▶ **THE DATA**:
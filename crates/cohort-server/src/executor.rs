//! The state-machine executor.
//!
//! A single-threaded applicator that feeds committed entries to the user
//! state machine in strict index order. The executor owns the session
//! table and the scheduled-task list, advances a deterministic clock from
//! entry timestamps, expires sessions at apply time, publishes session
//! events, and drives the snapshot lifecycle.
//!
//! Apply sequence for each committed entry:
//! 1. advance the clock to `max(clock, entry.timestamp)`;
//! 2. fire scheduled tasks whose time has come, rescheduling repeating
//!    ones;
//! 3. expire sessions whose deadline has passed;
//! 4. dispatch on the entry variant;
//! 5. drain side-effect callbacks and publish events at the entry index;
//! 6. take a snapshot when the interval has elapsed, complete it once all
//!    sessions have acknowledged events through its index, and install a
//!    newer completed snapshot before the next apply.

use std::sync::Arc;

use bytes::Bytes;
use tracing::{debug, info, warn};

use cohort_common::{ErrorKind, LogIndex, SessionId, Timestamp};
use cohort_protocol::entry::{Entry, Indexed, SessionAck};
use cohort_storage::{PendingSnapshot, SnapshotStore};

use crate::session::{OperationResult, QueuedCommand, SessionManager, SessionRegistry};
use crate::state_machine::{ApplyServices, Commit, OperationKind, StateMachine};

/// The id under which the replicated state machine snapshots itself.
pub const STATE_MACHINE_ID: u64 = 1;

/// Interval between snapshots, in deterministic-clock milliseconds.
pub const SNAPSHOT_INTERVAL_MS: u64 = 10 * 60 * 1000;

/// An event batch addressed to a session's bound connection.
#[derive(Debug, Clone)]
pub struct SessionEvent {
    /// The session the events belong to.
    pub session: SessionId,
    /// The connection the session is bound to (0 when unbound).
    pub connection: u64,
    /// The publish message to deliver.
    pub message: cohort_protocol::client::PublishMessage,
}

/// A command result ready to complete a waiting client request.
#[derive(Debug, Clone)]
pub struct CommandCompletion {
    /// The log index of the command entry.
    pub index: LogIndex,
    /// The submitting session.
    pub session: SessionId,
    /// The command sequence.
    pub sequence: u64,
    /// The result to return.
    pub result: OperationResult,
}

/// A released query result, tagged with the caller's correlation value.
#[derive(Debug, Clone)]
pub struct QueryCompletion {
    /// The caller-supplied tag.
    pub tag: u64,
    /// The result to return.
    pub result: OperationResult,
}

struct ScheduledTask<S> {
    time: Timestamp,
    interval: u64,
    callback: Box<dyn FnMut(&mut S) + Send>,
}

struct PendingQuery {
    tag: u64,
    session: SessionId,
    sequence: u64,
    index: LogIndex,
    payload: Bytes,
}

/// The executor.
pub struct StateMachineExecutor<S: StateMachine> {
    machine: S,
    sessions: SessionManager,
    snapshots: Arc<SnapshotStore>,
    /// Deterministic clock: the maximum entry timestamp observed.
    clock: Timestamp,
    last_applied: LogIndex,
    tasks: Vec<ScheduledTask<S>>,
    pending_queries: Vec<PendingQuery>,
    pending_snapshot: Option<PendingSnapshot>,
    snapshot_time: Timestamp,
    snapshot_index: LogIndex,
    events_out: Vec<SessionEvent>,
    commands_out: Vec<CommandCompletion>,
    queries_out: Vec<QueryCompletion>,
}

---

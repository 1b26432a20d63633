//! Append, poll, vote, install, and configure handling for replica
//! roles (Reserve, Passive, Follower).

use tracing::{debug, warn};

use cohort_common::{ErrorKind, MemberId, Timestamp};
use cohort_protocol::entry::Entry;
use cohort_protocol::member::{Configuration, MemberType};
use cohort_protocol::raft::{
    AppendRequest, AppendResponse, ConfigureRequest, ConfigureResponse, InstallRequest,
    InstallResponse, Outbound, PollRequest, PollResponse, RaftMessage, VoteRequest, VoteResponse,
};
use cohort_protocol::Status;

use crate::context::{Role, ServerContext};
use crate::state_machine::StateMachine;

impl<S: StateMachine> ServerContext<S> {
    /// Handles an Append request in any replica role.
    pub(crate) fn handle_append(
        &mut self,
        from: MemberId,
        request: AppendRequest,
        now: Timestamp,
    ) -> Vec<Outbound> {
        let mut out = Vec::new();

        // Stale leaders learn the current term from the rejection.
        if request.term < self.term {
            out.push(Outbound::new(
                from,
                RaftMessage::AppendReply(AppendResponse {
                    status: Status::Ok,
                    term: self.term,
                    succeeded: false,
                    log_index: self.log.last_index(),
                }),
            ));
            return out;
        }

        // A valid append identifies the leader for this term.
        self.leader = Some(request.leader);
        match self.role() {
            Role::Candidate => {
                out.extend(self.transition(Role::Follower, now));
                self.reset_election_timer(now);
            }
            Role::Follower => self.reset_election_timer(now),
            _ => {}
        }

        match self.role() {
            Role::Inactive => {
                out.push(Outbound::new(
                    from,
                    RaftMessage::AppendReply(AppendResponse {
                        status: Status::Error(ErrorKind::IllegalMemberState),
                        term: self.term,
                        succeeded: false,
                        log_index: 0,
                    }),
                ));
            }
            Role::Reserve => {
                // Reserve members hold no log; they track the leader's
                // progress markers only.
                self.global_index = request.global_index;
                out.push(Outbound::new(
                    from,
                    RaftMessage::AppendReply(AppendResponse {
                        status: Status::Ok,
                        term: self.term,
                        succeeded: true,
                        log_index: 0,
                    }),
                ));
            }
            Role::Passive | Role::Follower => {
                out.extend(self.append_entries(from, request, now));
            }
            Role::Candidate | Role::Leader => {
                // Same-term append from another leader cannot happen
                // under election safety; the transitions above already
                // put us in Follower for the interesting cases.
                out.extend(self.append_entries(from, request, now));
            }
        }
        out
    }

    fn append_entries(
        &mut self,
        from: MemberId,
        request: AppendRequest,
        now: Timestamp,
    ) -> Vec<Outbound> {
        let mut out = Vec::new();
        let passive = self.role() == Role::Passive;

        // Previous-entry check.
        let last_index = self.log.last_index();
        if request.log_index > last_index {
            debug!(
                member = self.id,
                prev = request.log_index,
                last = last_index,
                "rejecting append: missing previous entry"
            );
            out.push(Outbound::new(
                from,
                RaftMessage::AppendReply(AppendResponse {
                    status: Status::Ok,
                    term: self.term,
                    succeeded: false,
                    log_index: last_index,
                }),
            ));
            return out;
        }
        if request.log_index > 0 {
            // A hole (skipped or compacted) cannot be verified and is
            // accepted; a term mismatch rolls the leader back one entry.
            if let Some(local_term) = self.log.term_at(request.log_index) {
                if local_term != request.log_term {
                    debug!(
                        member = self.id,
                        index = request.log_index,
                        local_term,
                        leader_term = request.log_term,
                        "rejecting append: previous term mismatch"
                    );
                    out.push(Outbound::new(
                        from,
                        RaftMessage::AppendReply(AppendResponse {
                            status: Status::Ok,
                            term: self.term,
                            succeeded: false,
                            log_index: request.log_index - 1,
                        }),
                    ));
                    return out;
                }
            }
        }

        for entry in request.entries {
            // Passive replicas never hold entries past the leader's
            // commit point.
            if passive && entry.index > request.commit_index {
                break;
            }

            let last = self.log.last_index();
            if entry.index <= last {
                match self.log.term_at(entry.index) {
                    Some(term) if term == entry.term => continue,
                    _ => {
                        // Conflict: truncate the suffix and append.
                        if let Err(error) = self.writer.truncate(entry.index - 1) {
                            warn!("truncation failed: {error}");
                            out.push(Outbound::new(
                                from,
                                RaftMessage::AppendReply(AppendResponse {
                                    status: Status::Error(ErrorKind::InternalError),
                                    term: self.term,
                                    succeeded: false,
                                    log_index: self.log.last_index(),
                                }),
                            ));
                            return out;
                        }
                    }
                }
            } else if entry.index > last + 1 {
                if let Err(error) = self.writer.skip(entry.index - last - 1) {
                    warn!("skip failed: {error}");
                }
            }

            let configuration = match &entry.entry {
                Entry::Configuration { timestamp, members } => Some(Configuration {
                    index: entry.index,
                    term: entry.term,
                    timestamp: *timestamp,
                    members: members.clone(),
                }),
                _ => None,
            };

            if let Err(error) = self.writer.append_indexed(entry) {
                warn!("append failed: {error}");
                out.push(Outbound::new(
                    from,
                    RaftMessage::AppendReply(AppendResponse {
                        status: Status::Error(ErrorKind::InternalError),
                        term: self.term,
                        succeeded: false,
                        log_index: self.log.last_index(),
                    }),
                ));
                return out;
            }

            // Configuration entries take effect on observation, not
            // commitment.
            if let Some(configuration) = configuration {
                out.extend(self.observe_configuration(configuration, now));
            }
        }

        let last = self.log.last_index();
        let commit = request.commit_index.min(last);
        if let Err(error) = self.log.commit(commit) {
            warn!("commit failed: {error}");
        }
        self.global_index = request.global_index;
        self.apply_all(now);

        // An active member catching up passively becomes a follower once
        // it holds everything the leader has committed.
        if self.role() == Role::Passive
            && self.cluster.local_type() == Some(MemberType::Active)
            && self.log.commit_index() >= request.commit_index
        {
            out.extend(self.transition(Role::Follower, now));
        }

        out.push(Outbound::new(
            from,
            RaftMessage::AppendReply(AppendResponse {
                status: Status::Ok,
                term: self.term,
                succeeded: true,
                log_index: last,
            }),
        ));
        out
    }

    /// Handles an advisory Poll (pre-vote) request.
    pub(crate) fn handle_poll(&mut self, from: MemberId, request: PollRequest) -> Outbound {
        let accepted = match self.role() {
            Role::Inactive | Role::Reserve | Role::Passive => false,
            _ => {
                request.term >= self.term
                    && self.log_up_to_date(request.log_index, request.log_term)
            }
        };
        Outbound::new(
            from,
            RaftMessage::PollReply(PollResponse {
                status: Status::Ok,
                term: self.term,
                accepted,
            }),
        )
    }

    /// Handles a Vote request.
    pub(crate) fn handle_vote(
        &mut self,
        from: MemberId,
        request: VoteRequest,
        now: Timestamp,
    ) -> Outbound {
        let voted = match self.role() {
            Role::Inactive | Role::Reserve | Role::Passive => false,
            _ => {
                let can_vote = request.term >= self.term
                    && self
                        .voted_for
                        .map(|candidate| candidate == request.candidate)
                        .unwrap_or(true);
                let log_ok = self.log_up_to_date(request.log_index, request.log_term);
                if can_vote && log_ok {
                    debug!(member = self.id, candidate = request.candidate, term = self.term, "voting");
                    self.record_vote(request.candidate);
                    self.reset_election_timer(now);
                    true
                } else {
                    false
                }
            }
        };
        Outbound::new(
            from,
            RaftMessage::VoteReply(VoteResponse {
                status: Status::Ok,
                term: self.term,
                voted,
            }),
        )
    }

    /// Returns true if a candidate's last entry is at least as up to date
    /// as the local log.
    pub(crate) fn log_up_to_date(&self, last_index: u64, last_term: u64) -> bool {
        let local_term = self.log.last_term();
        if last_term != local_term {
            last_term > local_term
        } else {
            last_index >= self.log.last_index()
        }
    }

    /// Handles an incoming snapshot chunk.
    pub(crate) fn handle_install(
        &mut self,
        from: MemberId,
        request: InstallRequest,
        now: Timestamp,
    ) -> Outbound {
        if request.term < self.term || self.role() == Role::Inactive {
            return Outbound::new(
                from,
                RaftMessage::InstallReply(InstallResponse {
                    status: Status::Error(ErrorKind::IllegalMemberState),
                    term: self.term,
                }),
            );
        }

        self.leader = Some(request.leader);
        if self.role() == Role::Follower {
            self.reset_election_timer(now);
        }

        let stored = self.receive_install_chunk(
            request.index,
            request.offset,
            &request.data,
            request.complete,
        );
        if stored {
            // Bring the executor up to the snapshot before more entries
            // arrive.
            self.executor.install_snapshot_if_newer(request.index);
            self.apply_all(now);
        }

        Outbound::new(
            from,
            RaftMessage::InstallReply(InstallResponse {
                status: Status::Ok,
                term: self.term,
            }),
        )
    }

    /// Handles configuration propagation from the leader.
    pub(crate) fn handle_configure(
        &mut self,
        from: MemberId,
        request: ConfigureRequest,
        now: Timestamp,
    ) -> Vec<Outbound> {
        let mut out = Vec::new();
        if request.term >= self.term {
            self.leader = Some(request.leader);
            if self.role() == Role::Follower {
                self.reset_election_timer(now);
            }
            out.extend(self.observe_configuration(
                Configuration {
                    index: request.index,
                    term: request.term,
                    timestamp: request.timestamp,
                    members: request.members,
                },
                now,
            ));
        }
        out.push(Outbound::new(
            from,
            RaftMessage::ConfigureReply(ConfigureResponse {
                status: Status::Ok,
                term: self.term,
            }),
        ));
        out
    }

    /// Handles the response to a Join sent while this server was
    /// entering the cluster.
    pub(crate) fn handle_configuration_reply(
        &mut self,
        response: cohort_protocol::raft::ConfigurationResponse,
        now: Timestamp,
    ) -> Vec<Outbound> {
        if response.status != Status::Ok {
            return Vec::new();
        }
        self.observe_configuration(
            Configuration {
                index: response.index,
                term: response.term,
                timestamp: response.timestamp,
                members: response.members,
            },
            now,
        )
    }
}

==

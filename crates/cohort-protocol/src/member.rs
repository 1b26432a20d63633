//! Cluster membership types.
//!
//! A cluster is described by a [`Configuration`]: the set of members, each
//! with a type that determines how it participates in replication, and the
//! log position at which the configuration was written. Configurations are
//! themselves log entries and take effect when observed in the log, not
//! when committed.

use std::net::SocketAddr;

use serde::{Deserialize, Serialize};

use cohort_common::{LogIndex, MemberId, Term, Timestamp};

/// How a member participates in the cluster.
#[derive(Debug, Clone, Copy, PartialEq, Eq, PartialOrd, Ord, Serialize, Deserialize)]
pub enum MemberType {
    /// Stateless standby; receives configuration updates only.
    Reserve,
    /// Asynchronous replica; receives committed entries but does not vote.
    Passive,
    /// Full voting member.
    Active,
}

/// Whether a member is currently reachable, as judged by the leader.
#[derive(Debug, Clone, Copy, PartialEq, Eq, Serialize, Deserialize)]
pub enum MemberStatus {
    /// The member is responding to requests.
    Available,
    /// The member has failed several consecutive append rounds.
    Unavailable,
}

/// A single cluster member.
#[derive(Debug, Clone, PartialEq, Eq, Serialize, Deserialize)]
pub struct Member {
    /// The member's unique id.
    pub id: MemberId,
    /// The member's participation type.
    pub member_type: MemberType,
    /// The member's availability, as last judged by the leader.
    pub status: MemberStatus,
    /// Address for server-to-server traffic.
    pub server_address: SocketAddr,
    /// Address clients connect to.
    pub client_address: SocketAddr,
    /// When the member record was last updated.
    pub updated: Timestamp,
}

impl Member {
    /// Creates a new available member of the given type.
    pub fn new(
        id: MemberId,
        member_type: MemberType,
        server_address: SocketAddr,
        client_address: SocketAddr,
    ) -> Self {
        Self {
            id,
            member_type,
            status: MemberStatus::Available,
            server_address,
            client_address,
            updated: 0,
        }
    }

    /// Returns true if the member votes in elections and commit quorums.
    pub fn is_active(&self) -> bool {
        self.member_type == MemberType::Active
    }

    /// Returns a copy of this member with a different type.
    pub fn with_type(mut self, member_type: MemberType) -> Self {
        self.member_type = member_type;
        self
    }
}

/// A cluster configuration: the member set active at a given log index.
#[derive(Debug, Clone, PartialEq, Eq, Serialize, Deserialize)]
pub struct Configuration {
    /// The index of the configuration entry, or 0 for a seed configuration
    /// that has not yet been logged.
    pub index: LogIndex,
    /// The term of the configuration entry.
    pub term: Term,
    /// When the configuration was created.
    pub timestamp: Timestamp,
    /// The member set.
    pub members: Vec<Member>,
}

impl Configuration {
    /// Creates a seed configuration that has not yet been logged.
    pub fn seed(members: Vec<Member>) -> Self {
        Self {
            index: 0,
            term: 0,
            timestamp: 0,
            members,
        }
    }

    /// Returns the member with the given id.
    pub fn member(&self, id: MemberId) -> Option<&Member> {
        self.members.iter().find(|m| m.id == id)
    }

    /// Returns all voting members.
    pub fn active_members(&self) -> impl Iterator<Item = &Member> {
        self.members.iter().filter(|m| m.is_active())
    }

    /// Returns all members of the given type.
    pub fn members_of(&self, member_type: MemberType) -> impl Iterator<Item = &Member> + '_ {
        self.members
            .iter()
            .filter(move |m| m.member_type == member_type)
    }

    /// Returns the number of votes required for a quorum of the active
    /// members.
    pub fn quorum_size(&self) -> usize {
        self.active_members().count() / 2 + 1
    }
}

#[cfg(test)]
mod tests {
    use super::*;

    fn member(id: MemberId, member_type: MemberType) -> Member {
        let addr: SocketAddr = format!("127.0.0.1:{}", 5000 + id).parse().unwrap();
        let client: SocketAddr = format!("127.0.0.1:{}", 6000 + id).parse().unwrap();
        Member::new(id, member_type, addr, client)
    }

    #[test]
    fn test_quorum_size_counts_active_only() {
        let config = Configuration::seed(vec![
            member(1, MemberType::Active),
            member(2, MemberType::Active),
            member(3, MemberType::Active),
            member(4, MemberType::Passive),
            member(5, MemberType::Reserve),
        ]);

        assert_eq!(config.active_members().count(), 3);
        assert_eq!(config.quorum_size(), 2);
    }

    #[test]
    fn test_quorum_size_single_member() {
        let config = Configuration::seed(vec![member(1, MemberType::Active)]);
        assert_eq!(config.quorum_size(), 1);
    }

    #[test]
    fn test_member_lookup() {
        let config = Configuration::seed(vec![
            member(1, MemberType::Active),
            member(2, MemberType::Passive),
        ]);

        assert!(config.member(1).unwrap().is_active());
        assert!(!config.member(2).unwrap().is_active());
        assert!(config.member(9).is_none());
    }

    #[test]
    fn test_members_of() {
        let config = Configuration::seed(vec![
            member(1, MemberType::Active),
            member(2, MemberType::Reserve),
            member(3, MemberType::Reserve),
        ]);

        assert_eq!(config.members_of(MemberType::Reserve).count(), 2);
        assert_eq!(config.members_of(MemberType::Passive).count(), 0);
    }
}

▶ **WHAT IS BEING ASKED**: If a line above holds the word "sequence", copy it.

▶ **RESULT OF THE TASK**:
//! Apply sequence for each committed entry:
    /// The command sequence.
    pub sequence: u64,
    sequence: u64,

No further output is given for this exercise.